Just finished yet another cool/completely useless Twitter bot, @rap_haiku. It scrapes the lyrics from a given rapper, feeds them into the Marky Markov gem, and spits out a haiku:

an example post from rap haiku bot

First I get a list of songs from Rapgenius using the gem of the same name:

def get_songs
    @songs = RapGenius.search_by_artist(@artist)
  end

Then I run through each line of the songs one at a time, adding them as strings to the temporary Markov dictionary:

 def add_lines_to_dict
    @songs.each do |song|
      song.lines.each do |line|
        @dict.parse_string(line.lyric) if line.lyric[0] != "["
      end
    end
  end

Once we have a temporary dictionary that should theoretically be able to create sentences that sound a lot like the rapper in question, make the beginnings of a haiku by generating three lines, each with a random number of words up to seven.

    line1 = @dict.generate_n_words(rand(1..7))
    line2 = @dict.generate_n_words(rand(1..7))
    line3 = @dict.generate_n_words(rand(1..7))

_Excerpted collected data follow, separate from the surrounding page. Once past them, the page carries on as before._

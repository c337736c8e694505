//! Demo vendor authentication.
//!
//! Logging in only asks for an email address. Any address that owns at least
//! one business is accepted.

use axum::{Json, extract::State, http::StatusCode};
use serde::{Deserialize, Serialize};
use tower_sessions::Session;
use tracing::instrument;

use marketstall_core::Email;

use super::vendor::BusinessSummary;
use crate::error::{AppError, Result, clear_sentry_user, set_sentry_user};
use crate::middleware::{clear_current_vendor, set_current_vendor};
use crate::models::CurrentVendor;
use crate::services::TenantSelection;
use crate::state::AppState;

/// Login request body.
#[derive(Debug, Deserialize)]
pub struct LoginRequest {
    pub email: String,
}

/// Login response body.
#[derive(Debug, Serialize)]
pub struct LoginResponse {
    pub name: String,
    pub email: Email,
    pub businesses: Vec<BusinessSummary>,
    /// Whether the vendor must pick a business before editing.
    pub picker_required: bool,
}

/// Log in as a vendor.
///
/// POST /auth/login
///
/// # Errors
///
/// Returns `AppError::BadRequest` for a malformed email and
/// `AppError::Unauthorized` if the address owns no business.
#[instrument(skip_all)]
pub async fn login(
    State(state): State<AppState>,
    session: Session,
    Json(req): Json<LoginRequest>,
) -> Result<Json<LoginResponse>> {
    let email = Email::parse(&req.email)
        .map_err(|e| AppError::BadRequest(format!("invalid email: {e}")))?;

    let owned = state.registry().businesses_for_owner(&email)?;
    let Some(first) = owned.first() else {
        tracing::warn!(email = %email, "Login attempt for address with no businesses");
        return Err(AppError::Unauthorized("no businesses for this address".to_string()));
    };

    let vendor = CurrentVendor {
        name: first.owner.name.clone(),
        email,
    };
    set_current_vendor(&session, &vendor).await?;
    set_sentry_user(&vendor.email, Some(vendor.email.as_str()));

    let tenant = TenantSelection::new(&session, state.registry(), &vendor.email);
    let picker_required = tenant.picker_required().await?;

    tracing::info!(email = %vendor.email, businesses = owned.len(), "Vendor logged in");

    Ok(Json(LoginResponse {
        name: vendor.name,
        email: vendor.email,
        businesses: owned.iter().map(BusinessSummary::from).collect(),
        picker_required,
    }))
}

/// Log out.
///
/// POST /auth/logout
///
/// # Errors
///
/// Returns `AppError::Session` if the session cannot be cleared.
#[instrument(skip_all)]
pub async fn logout(session: Session) -> Result<StatusCode> {
    clear_current_vendor(&session).await?;
    clear_sentry_user();
    Ok(StatusCode::NO_CONTENT)
}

Finally, we need to make sure each line has the proper number of syllables. We’ll run an until loop that will continue to generate short, random sentences from the temporary dictionary until it comes up with one that is the right number of syllables (as per the ruby_rhymes gem’s syllable detection):

    until line1.to_phrase.syllables == 5
      line1 = @dict.generate_n_words(rand(1..5))
    end

Once we have the 5-7-5 haiku we pass the artist and the three lines to a formatter that makes it look pretty for Twitter (and tags the username of the requester if there was one):

 def self.format_for_twitter(args)
    haiku_array = args[:haiku_array]
    haiku_array.map!{|string| string.downcase}
    artist = "#" + haiku_array.shift.gsub(/\W/, "")
    haiku_array << "\n / #raphaiku / by #{artist}"
    if args[:request]
      haiku_array << "/ requested by @#{args[:request]}"
    end
    return haiku_array.join("\n")
  end

The bot checks on itself every ten minutes. If there are any requests in the last ten minutes it will fill them, and if not it ‘rolls the dice’ to see if it should generate a haiku from a precompiled list of rappers I included:

num = rand(0..13)
      if num == 7
        puts "jackpot!"
        random_haiku
      else
        puts "not this time, cowboy"
      end

It still tweets quite a bit but there’s an element of randomness so you never know exactly when it’ll hit you with an excellent rap haiku.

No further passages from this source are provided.